Task goal: Track down each line below containing the string "impl" and copy it.

[[ Supplied records, beginning ]]

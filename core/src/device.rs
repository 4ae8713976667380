use crate::geometry::{HEIGHT, ROW_STRIDE, VISIBLE_BYTES};

/// First framebuffer register of the LCD controller.
pub const FRAMEBUFFER_BASE: u16 = 0xF800;
/// Bytes of framebuffer memory from [`FRAMEBUFFER_BASE`] to the top of the address space.
pub const FRAMEBUFFER_SPAN: usize = 0x1_0000 - FRAMEBUFFER_BASE as usize;
/// Register a driver writes the plane-select value to.
pub const PLANE_SELECT_REGISTER: u16 = 0xF037;

const _: () = assert!(ROW_STRIDE * HEIGHT <= FRAMEBUFFER_SPAN);

/// One of the two bitplanes of a 2-bit pixel.
#[derive(Debug, Clone, Copy, PartialEq, Eq, strum_macros::EnumIter)]
pub enum Plane {
    /// Low bit of the level index.
    Bit0,
    /// High bit of the level index.
    Bit4,
}

impl Plane {
    /// Value the controller expects in [`PLANE_SELECT_REGISTER`].
    pub fn select_value(self) -> u8 {
        match self {
            Plane::Bit0 => 0,
            Plane::Bit4 => 4,
        }
    }

    pub fn repr(self) -> &'static str {
        match self {
            Plane::Bit0 => "bit0",
            Plane::Bit4 => "bit4",
        }
    }
}

/// Byte-level register interface of the panel.
///
/// Writes are synchronous: a call returns once the controller has taken the byte.
pub trait Device {
    /// Route subsequent [`Device::write`] calls to `plane`.
    fn select_plane(&mut self, plane: Plane);
    fn write(&mut self, address: u16, value: u8);
}

impl<D: Device + ?Sized> Device for &mut D {
    fn select_plane(&mut self, plane: Plane) {
        (**self).select_plane(plane)
    }

    fn write(&mut self, address: u16, value: u8) {
        (**self).write(address, value)
    }
}

/// Controller address of a plane byte. The plane itself is chosen by
/// [`Device::select_plane`], not by the address.
#[inline]
pub fn device_address(row: usize, column: usize) -> u16 {
    debug_assert!(row < HEIGHT && column < VISIBLE_BYTES);
    FRAMEBUFFER_BASE + (row * ROW_STRIDE + column) as u16
}

/// Zero every framebuffer register of both planes.
pub fn clear(device: &mut impl Device) {
    use strum::IntoEnumIterator;

    for plane in Plane::iter() {
        device.select_plane(plane);
        for offset in 0..FRAMEBUFFER_SPAN {
            device.write(FRAMEBUFFER_BASE + offset as u16, 0);
        }
    }
}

[[ Supplied records, end ]]

Response for this exercise:
impl Plane {
impl<D: Device + ?Sized> Device for &mut D {
pub fn clear(device: &mut impl Device) {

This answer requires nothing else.